- **What you will do**
Go through the entries below, count every line with the string "bevy", and answer with only that number.

- **Saved data entries**
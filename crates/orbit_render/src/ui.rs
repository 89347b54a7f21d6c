use bevy::prelude::*;
use bevy::window::PrimaryWindow;
use orbit_physics::diagnostics;
use orbit_sim::Simulation;
use orbit_sim::pipeline::{SimClock, SimSettings, current_viewport};

/// Marker for the HUD text
#[derive(Component)]
pub struct HudText;

/// HUD frame counter for throttling
#[derive(Resource, Default)]
pub struct HudThrottle {
    pub frame: u32,
}

/// Spawn the HUD overlay
pub fn spawn_hud(mut commands: Commands) {
    commands.spawn((
        Text::new("Orbit"),
        TextFont {
            font_size: 14.0,
            ..default()
        },
        TextColor(Color::srgba(0.85, 0.9, 1.0, 0.85)),
        Node {
            position_type: PositionType::Absolute,
            top: Val::Px(10.0),
            left: Val::Px(10.0),
            ..default()
        },
        HudText,
    ));
}

/// Update HUD text every 10th frame
pub fn update_hud(
    sim: Res<Simulation>,
    clock: Res<SimClock>,
    settings: Res<SimSettings>,
    mut throttle: ResMut<HudThrottle>,
    mut hud_query: Query<&mut Text, With<HudText>>,
) {
    throttle.frame = throttle.frame.wrapping_add(1);
    if throttle.frame % 10 != 0 {
        return;
    }
    let Ok(mut text) = hud_query.get_single_mut() else {
        return;
    };

    let paused = if sim.is_paused() { " [PAUSED]" } else { "" };
    let kinetic = diagnostics::kinetic_energy(sim.masses());
    let potential =
        diagnostics::potential_energy(sim.masses(), sim.config.gravity_constant, sim.config.min_distance);
    let range = sim.frame().accel_range;
    let newest = match sim.masses().last() {
        Some(m) => format!("{} |a| {:.3e}", m.id(), m.acceleration().magnitude()),
        None => "-".to_string(),
    };

    **text = format!(
        "Scenario: {} | Masses: {}{}\n\
         Time: {:.2}s | Speed: {}x | Steps: {}\n\
         Color: {} | Trails: {}\n\
         Accel: {:.3e} .. {:.3e} | Newest: {}\n\
         Energy: K {:.3e}  U {:.3e}  E {:.3e}\n\
         \n\
         [Space] Pause  [C] Color mode  [H] Trails  [X] Clear trails\n\
         [P] Copy newest  [Backspace] Remove newest\n\
         [N] Next scenario  [R] Restart  [Up/Down] Speed",
        settings.scenario.name(),
        sim.len(),
        paused,
        clock.elapsed,
        sim.config.time_scale,
        sim.steps,
        settings.color_mode.name(),
        if settings.record_history { "on" } else { "off" },
        range.min,
        range.max,
        newest,
        kinetic,
        potential,
        kinetic + potential,
    );
}

/// Keyboard controls
pub fn control_system(
    keys: Res<ButtonInput<KeyCode>>,
    mut sim: ResMut<Simulation>,
    mut settings: ResMut<SimSettings>,
    windows: Query<&Window, With<PrimaryWindow>>,
) {
    if keys.just_pressed(KeyCode::Space) {
        sim.toggle_pause();
    }

    if keys.just_pressed(KeyCode::KeyC) {
        settings.color_mode = settings.color_mode.next();
        info!("Color mode: {}", settings.color_mode.name());
    }

    if keys.just_pressed(KeyCode::KeyH) {
        settings.record_history = !settings.record_history;
        info!("Trail recording {}", if settings.record_history { "on" } else { "off" });
    }

    if keys.just_pressed(KeyCode::KeyX) {
        sim.clear_histories();
    }

    // Duplicate or delete the newest mass
    if keys.just_pressed(KeyCode::KeyP) {
        if let Some(preset) = sim.masses().last().cloned() {
            let id = sim.spawn_from_preset(&preset);
            info!("Spawned {} from preset {}", id, preset.id());
        }
    }
    if keys.just_pressed(KeyCode::Backspace) {
        if let Some(id) = sim.masses().last().map(|m| m.id()) {
            sim.remove(id);
        }
    }

    let restart = keys.just_pressed(KeyCode::KeyR);
    if keys.just_pressed(KeyCode::KeyN) {
        settings.scenario = settings.scenario.next();
    }
    if restart || keys.just_pressed(KeyCode::KeyN) {
        let viewport = current_viewport(&windows, &sim);
        sim.load_scenario(settings.scenario, viewport);
    }

    if keys.just_pressed(KeyCode::ArrowUp) {
        sim.config.time_scale = (sim.config.time_scale * 2.0).min(64.0);
        info!("Time scale: {}x", sim.config.time_scale);
    }
    if keys.just_pressed(KeyCode::ArrowDown) {
        sim.config.time_scale = (sim.config.time_scale * 0.5).max(1.0 / 64.0);
        info!("Time scale: {}x", sim.config.time_scale);
    }
}
use orbit_core::constants::{HUE_MAX, SIZE_SCALE_MAX_RADIUS, TRAIL_LINE_WIDTH, TRAIL_POINT_RADIUS};
use orbit_core::{AccelRange, ColorMode, DrawCommand, Paint, Vector2};

use crate::mass::Mass;

/// Project a mass onto draw commands: one filled body, then one point per trail sample
/// (oldest first). Reads only.
pub fn emit_draw_commands(mass: &Mass, mode: ColorMode, range: AccelRange) -> Vec<DrawCommand> {
    let mut commands = Vec::with_capacity(1 + mass.history().len());
    commands.push(DrawCommand::FillCircle {
        paint: body_paint(mass, mode, range),
        center: mass.position(),
        radius: mass.radius(),
    });
    commands.extend(mass.history().iter().map(|s| DrawCommand::StrokePoint {
        paint: Paint::White,
        center: Vector2::new(s.x, s.y),
        radius: TRAIL_POINT_RADIUS,
        line_width: TRAIL_LINE_WIDTH,
    }));
    commands
}

pub fn body_paint(mass: &Mass, mode: ColorMode, range: AccelRange) -> Paint {
    match mode {
        ColorMode::Size => Paint::hue(size_hue(mass.radius())),
        ColorMode::Acceleration => {
            if mass.is_fixed() {
                Paint::hue(0.0)
            } else {
                Paint::hue(acceleration_hue(mass.accel_magnitude(), range))
            }
        }
        ColorMode::Plain => Paint::White,
    }
}

/// Radius 1 maps to 0, radius 20 to 330, clamped to that band
pub fn size_hue(radius: f64) -> f64 {
    let mut hue = ((radius - 1.0) / (SIZE_SCALE_MAX_RADIUS - 1.0) * HUE_MAX).floor();
    if hue > HUE_MAX {
        hue = HUE_MAX;
    }
    if hue < 0.0 {
        hue = 0.0;
    }
    hue
}

/// Position of `accel` on the log2 scale between `range.min` and `range.max`.
/// Not clamped; zero or negative inputs give non-finite hues. A flat range is always 0.
pub fn acceleration_hue(accel: f64, range: AccelRange) -> f64 {
    if range.min == range.max {
        return 0.0;
    }
    let scaled_min = range.min.log2();
    let scaled_max = range.max.log2();
    let scaled_acc = accel.log2();
    let scaled_diff = scaled_max - scaled_min;
    if scaled_diff == 0.0 {
        return 0.0;
    }
    ((scaled_acc - scaled_min) / scaled_diff * HUE_MAX).floor()
}

#[cfg(test)]
mod tests {
    use super::*;
    use crate::mass::{IntegrateParams, MassConfig, MassIdAllocator};
    use orbit_core::Viewport;

    fn hue_of(paint: Paint) -> f64 {
        match paint {
            Paint::Hsl { hue, .. } => hue,
            Paint::White => panic!("expected hsl paint"),
        }
    }

    #[test]
    fn test_size_hue_stays_in_band() {
        let mut r = 1.0;
        while r <= 20.0 {
            let hue = size_hue(r);
            assert!((0.0..=330.0).contains(&hue), "radius {r} gave hue {hue}");
            r += 0.25;
        }
        assert_eq!(size_hue(1.0), 0.0);
        assert_eq!(size_hue(20.0), 330.0);
        assert_eq!(size_hue(-3.0), 0.0);
        assert_eq!(size_hue(40.0), 330.0);
    }

    #[test]
    fn test_acceleration_hue_flat_range_is_zero() {
        let range = AccelRange { min: 8.0, max: 8.0 };
        assert_eq!(acceleration_hue(1.0, range), 0.0);
        assert_eq!(acceleration_hue(1e9, range), 0.0);
    }

    #[test]
    fn test_acceleration_hue_zero_range_is_zero() {
        let range = AccelRange { min: 0.0, max: 0.0 };
        assert_eq!(acceleration_hue(0.0, range), 0.0);
        assert_eq!(acceleration_hue(3.0, range), 0.0);
    }

    #[test]
    fn test_isolated_free_mass_acceleration_hue_is_zero() {
        let mut ids = MassIdAllocator::new();
        let mut m = Mass::new(MassConfig::free(10.0, Vector2::new(5.0, 5.0), Vector2::ZERO), 1.0, &mut ids);
        m.reset_deltas();
        assert_eq!(m.accel_magnitude(), 0.0);
        let paint = body_paint(&m, ColorMode::Acceleration, AccelRange::default());
        assert_eq!(paint, Paint::hue(0.0));
    }

    #[test]
    fn test_acceleration_hue_is_unclamped() {
        let range = AccelRange { min: 1.0, max: 4.0 };
        assert_eq!(acceleration_hue(1.0, range), 0.0);
        assert_eq!(acceleration_hue(2.0, range), 165.0);
        assert_eq!(acceleration_hue(4.0, range), 330.0);
        assert_eq!(acceleration_hue(16.0, range), 660.0);
        assert!(acceleration_hue(0.0, range).is_infinite());
    }

    #[test]
    fn test_fixed_mass_acceleration_hue_is_zero() {
        let mut ids = MassIdAllocator::new();
        let m = Mass::new(MassConfig::anchor(10.0, Vector2::ZERO), 1.0, &mut ids);
        let paint = body_paint(&m, ColorMode::Acceleration, AccelRange { min: 1.0, max: 2.0 });
        assert_eq!(hue_of(paint), 0.0);
    }

    #[test]
    fn test_plain_mode_is_white() {
        let mut ids = MassIdAllocator::new();
        let m = Mass::new(MassConfig::free(10.0, Vector2::ZERO, Vector2::ZERO), 1.0, &mut ids);
        assert_eq!(body_paint(&m, ColorMode::Plain, AccelRange::default()), Paint::White);
    }

    #[test]
    fn test_trail_points_follow_body() {
        let mut ids = MassIdAllocator::new();
        let mut m = Mass::new(
            MassConfig::free(2.0, Vector2::new(10.0, 10.0), Vector2::new(1.0, 0.0)),
            1.0,
            &mut ids,
        );
        let params = IntegrateParams {
            dt: 1.0,
            viewport: Viewport::new(100.0, 100.0),
            history_window: 100.0,
            record_history: true,
        };
        for t in 1..=3 {
            m.reset_deltas();
            m.stage_drift(1.0);
            m.integrate(t as f64, &params);
        }

        let commands = emit_draw_commands(&m, ColorMode::Size, AccelRange::default());
        assert_eq!(commands.len(), 4);
        assert_eq!(
            commands[0],
            DrawCommand::FillCircle {
                paint: Paint::hue(17.0),
                center: Vector2::new(13.0, 10.0),
                radius: 2.0,
            }
        );
        assert_eq!(
            commands[1],
            DrawCommand::StrokePoint {
                paint: Paint::White,
                center: Vector2::new(11.0, 10.0),
                radius: 1.0,
                line_width: 0.1,
            }
        );

        m.clear_history();
        let commands = emit_draw_commands(&m, ColorMode::Size, AccelRange::default());
        assert!(
            commands
                .iter()
                .all(|c| !matches!(c, DrawCommand::StrokePoint { .. }))
        );
    }
}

- **Result of this exercise**
2